Hah, akhirnya aku bisa bernapas lega. Sudah menjauh dari s1nga tak waras itu saja, hatiku jauh lebih tenang. Bersamanya lebih lama, hanya membuatku darah tinggi. Selalu berakhir dengan kemarahan dan membuat emosi yang meledak-meledak.

Aku biasanya lebih bisa menahan diri untuk tidak cepat marah. Tapi dengan dirinya, keadaan jadi berbeda. Tadi saja, diriku selalu membentak dan berkata kasar padanya. Hah, sangat tidak baik untuk reputasiku, yang selalu dianggap tenang dalam menghadapi masalah.

Ternyata selain Richard-sepupuku, Leonard Dale bisa membuatku marah sampai meledak-ledak. Aku kira hanya anak t3ngik itu, yang mempunyai sifat sangat menyebalkan. Pria aneh yang kutemui tadi pun, sama saja.

Rupanya hari semakin gelap. Jika tidak cepat sampai asrama, bisa gawat. Beruntung aku libur kuliah hari ini. Jika tidak, mungkin kekacauan yang kutimbulkan tidak hanya di cafe saja. Dan diriku akan dicap oleh anak-anak kampus, sebagai orang yang harus mendatangi seorang psikiater.

Oh Tuhan, bagaimana aku bisa lupa? Mayat gadis yang berubah menjadi bangkai anjing itu, apakah sudah ditemukan oleh seseorang? Aku memang takut dengan apa yang kulihat tadi pagi. Tapi, rasa penasaranku jauh lebih kuat kali ini.

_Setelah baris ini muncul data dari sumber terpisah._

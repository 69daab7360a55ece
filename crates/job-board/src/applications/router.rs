use std::sync::Arc;

use axum::{
    extract::{rejection::JsonRejection, Path, State},
    http::StatusCode,
    response::{IntoResponse, Response},
    routing::{delete, get},
    Json, Router,
};
use tracing::error;

use super::domain::ApplicationSubmission;
use super::service::{ApplicationService, ApplicationServiceError};
use crate::error::{error_response, json_rejection};
use crate::ids::ApplicationId;
use crate::store::StoreBackend;

/// Public intake plus the admin listing and removal of applications.
pub fn application_router<B>(service: Arc<ApplicationService<B>>) -> Router
where
    B: StoreBackend + 'static,
{
    Router::new()
        .route(
            "/api/v1/applications",
            get(list_handler::<B>).post(submit_handler::<B>),
        )
        .route(
            "/api/v1/applications/:application_id",
            delete(delete_handler::<B>),
        )
        .with_state(service)
}

pub(crate) async fn list_handler<B>(State(service): State<Arc<ApplicationService<B>>>) -> Response
where
    B: StoreBackend + 'static,
{
    match service.list().await {
        Ok(applications) => (StatusCode::OK, Json(applications)).into_response(),
        Err(err) => failure_response(err),
    }
}

pub(crate) async fn submit_handler<B>(
    State(service): State<Arc<ApplicationService<B>>>,
    submission: Result<Json<ApplicationSubmission>, JsonRejection>,
) -> Response
where
    B: StoreBackend + 'static,
{
    let Json(submission) = match submission {
        Ok(submission) => submission,
        Err(rejection) => return json_rejection(rejection),
    };
    match service.create(submission).await {
        Ok(application) => (StatusCode::CREATED, Json(application)).into_response(),
        Err(err) => failure_response(err),
    }
}

pub(crate) async fn delete_handler<B>(
    State(service): State<Arc<ApplicationService<B>>>,
    Path(application_id): Path<String>,
) -> Response
where
    B: StoreBackend + 'static,
{
    match service.delete(&ApplicationId(application_id)).await {
        Ok(()) => StatusCode::NO_CONTENT.into_response(),
        Err(err) => failure_response(err),
    }
}

fn failure_response(err: ApplicationServiceError) -> Response {
    match err {
        ApplicationServiceError::Validation(failure) => {
            error_response(StatusCode::UNPROCESSABLE_ENTITY, failure.to_string())
        }
        ApplicationServiceError::Store(store_err) => {
            error!(error = %store_err, "application store failure");
            error_response(StatusCode::INTERNAL_SERVER_ERROR, store_err.to_string())
        }
    }
}
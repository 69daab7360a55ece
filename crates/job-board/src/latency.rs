use std::time::Duration;

/// Fixed artificial delay applied before an operation resolves or rejects.
#[derive(Debug, Clone, Copy, PartialEq, Eq, Default)]
pub struct SimulatedLatency {
    delay: Duration,
}

impl SimulatedLatency {
    pub const fn new(delay: Duration) -> Self {
        Self { delay }
    }

    pub const fn none() -> Self {
        Self {
            delay: Duration::ZERO,
        }
    }

    pub fn delay(&self) -> Duration {
        self.delay
    }

    /// Waits out the delay, then hands back `outcome` unchanged.
    pub async fn settle<T, E>(&self, outcome: Result<T, E>) -> Result<T, E> {
        if !self.delay.is_zero() {
            tokio::time::sleep(self.delay).await;
        }
        outcome
    }
}

#[cfg(test)]
mod tests {
    use super::*;

    #[tokio::test(start_paused = true)]
    async fn settle_waits_for_the_configured_delay() {
        let latency = SimulatedLatency::new(Duration::from_millis(500));
        let started = tokio::time::Instant::now();
        let value: Result<u8, ()> = latency.settle(Ok(7)).await;
        assert_eq!(value, Ok(7));
        assert!(started.elapsed() >= Duration::from_millis(500));
    }

    #[tokio::test(start_paused = true)]
    async fn errors_are_delayed_too() {
        let latency = SimulatedLatency::new(Duration::from_millis(250));
        let started = tokio::time::Instant::now();
        let value: Result<(), &str> = latency.settle(Err("missing")).await;
        assert_eq!(value, Err("missing"));
        assert!(started.elapsed() >= Duration::from_millis(250));
    }

    #[tokio::test]
    async fn none_resolves_immediately() {
        let value: Result<&str, ()> = SimulatedLatency::none().settle(Ok("ready")).await;
        assert_eq!(value, Ok("ready"));
    }
}
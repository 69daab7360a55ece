use job_board::config::StoreConfig;
use job_board::latency::SimulatedLatency;
use job_board::store::{FileBackend, MemoryBackend, StoreBackend};
use job_board::JobBoard;
use metrics_exporter_prometheus::PrometheusHandle;
use std::sync::atomic::AtomicBool;
use std::sync::Arc;
use tracing::info;

pub(crate) type SharedBackend = Box<dyn StoreBackend>;

#[derive(Clone)]
pub(crate) struct AppState {
    pub(crate) readiness: Arc<AtomicBool>,
    pub(crate) metrics: Arc<PrometheusHandle>,
}

/// File-backed when a data directory is configured, otherwise process-local.
pub(crate) fn open_backend(config: &StoreConfig) -> SharedBackend {
    match &config.data_dir {
        Some(dir) => {
            info!(data_dir = %dir.display(), "using file-backed store");
            Box::new(FileBackend::new(dir.clone()))
        }
        None => {
            info!("using in-memory store; data is lost on exit");
            Box::new(MemoryBackend::new())
        }
    }
}

pub(crate) fn build_board(
    config: &StoreConfig,
    latency: SimulatedLatency,
) -> JobBoard<SharedBackend> {
    JobBoard::new(open_backend(config), latency)
}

Baiklah, aku harus melihatnya sendiri. Masih ada waktu sebelum hari benar-benar gelap. Sepertinya harus lewat jalan memutar untuk sampai di taman. Kurasa tak akan mencuri perhatian orang lain, terutama penjaga asrama.

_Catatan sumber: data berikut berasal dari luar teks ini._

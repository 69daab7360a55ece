use std::collections::HashMap;
use std::io::ErrorKind;
use std::path::{Path, PathBuf};
use std::sync::{Arc, Mutex};

use async_trait::async_trait;
use tokio::fs;

use super::{CollectionKey, StoreError};

/// Raw text persistence for the named collections.
#[async_trait]
pub trait StoreBackend: Send + Sync {
    /// Returns `None` when the key has never been written.
    async fn read(&self, key: CollectionKey) -> Result<Option<String>, StoreError>;
    async fn write(&self, key: CollectionKey, contents: &str) -> Result<(), StoreError>;
}

#[async_trait]
impl<B: StoreBackend + ?Sized> StoreBackend for Box<B> {
    async fn read(&self, key: CollectionKey) -> Result<Option<String>, StoreError> {
        (**self).read(key).await
    }

    async fn write(&self, key: CollectionKey, contents: &str) -> Result<(), StoreError> {
        (**self).write(key, contents).await
    }
}

#[async_trait]
impl<B: StoreBackend + ?Sized> StoreBackend for Arc<B> {
    async fn read(&self, key: CollectionKey) -> Result<Option<String>, StoreError> {
        (**self).read(key).await
    }

    async fn write(&self, key: CollectionKey, contents: &str) -> Result<(), StoreError> {
        (**self).write(key, contents).await
    }
}

/// Process-local backend; contents live as long as the value does.
#[derive(Debug, Default)]
pub struct MemoryBackend {
    entries: Mutex<HashMap<CollectionKey, String>>,
}

impl MemoryBackend {
    pub fn new() -> Self {
        Self::default()
    }
}

#[async_trait]
impl StoreBackend for MemoryBackend {
    async fn read(&self, key: CollectionKey) -> Result<Option<String>, StoreError> {
        let guard = self
            .entries
            .lock()
            .map_err(|_| StoreError::Unavailable("memory store lock poisoned".to_string()))?;
        Ok(guard.get(&key).cloned())
    }

    async fn write(&self, key: CollectionKey, contents: &str) -> Result<(), StoreError> {
        let mut guard = self
            .entries
            .lock()
            .map_err(|_| StoreError::Unavailable("memory store lock poisoned".to_string()))?;
        guard.insert(key, contents.to_string());
        Ok(())
    }
}

/// One `<key>.json` file per collection under `root`.
#[derive(Debug, Clone)]
pub struct FileBackend {
    root: PathBuf,
}

impl FileBackend {
    pub fn new(root: impl Into<PathBuf>) -> Self {
        Self { root: root.into() }
    }

    pub fn root(&self) -> &Path {
        &self.root
    }

    pub fn path_for(&self, key: CollectionKey) -> PathBuf {
        self.root.join(format!("{}.json", key.as_str()))
    }
}

#[async_trait]
impl StoreBackend for FileBackend {
    async fn read(&self, key: CollectionKey) -> Result<Option<String>, StoreError> {
        let path = self.path_for(key);
        match fs::read_to_string(&path).await {
            Ok(contents) => Ok(Some(contents)),
            Err(err) if err.kind() == ErrorKind::NotFound => Ok(None),
            Err(source) => Err(StoreError::Io { path, source }),
        }
    }

    async fn write(&self, key: CollectionKey, contents: &str) -> Result<(), StoreError> {
        fs::create_dir_all(&self.root)
            .await
            .map_err(|source| StoreError::Io {
                path: self.root.clone(),
                source,
            })?;

        // Readers never observe a half-written collection.
        let path = self.path_for(key);
        let staging = path.with_extension("json.tmp");
        fs::write(&staging, contents)
            .await
            .map_err(|source| StoreError::Io {
                path: staging.clone(),
                source,
            })?;
        fs::rename(&staging, &path)
            .await
            .map_err(|source| StoreError::Io { path, source })
    }
}

#[cfg(test)]
mod tests {
    use super::*;

    #[tokio::test]
    async fn memory_backend_reports_unset_keys() {
        let backend = MemoryBackend::new();
        assert_eq!(backend.read(CollectionKey::Jobs).await.expect("read"), None);
        backend
            .write(CollectionKey::Jobs, "[]")
            .await
            .expect("write succeeds");
        assert_eq!(
            backend.read(CollectionKey::Jobs).await.expect("read"),
            Some("[]".to_string())
        );
        assert_eq!(
            backend
                .read(CollectionKey::EmployerInquiries)
                .await
                .expect("read"),
            None
        );
    }

    #[tokio::test]
    async fn file_backend_round_trips_through_disk() {
        let dir = tempfile::tempdir().expect("temp dir");
        let backend = FileBackend::new(dir.path().join("data"));

        assert_eq!(
            backend
                .read(CollectionKey::EmployeeApplications)
                .await
                .expect("read"),
            None
        );
        backend
            .write(CollectionKey::EmployeeApplications, "[{\"id\":\"1\"}]")
            .await
            .expect("write succeeds");

        let path = backend.path_for(CollectionKey::EmployeeApplications);
        assert!(path.ends_with("employeeApplications.json"));
        assert!(!path.with_extension("json.tmp").exists());
        assert_eq!(
            backend
                .read(CollectionKey::EmployeeApplications)
                .await
                .expect("read"),
            Some("[{\"id\":\"1\"}]".to_string())
        );
    }

    #[tokio::test(flavor = "current_thread")]
    async fn file_io_yields_to_other_tasks() {
        let dir = tempfile::tempdir().expect("temp dir");
        let backend = Arc::new(FileBackend::new(dir.path()));

        let writer = {
            let backend = backend.clone();
            tokio::spawn(async move {
                for n in 0..20 {
                    backend
                        .write(CollectionKey::Jobs, &format!("[{n}]"))
                        .await
                        .expect("write succeeds");
                }
            })
        };
        let ticker = tokio::spawn(async {
            for _ in 0..20 {
                tokio::task::yield_now().await;
            }
        });

        ticker.await.expect("ticker runs beside file io");
        writer.await.expect("writer finishes");
        assert_eq!(
            backend.read(CollectionKey::Jobs).await.expect("read"),
            Some("[19]".to_string())
        );
    }
}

Sesampainya di taman, aku bersembunyi di balik tanaman yang besar. Sepertinya cukup untuk mengintip. Mataku membelalak lebar melihat semua yang kulihat. Mengapa tempat kejadian menjadi sebersih ini? Ada apa sebenarnya?

“Apa mataku sudah rusak? Ah! Tidak-tidak. Itu sangat mustahil. Waktu menjalani tes kesehatan beberapa waktu lalu, semua anggota tubuhku dalam keadaan yang baik. Lalu bagaimana ini bisa terjadi? Apakah orang yang menemukan bangkainya menyiram jejak darah yang tercecer dengan air? Bisa jadi! Karna rerumputan di sini juga masih terlihat basah.” gumamku.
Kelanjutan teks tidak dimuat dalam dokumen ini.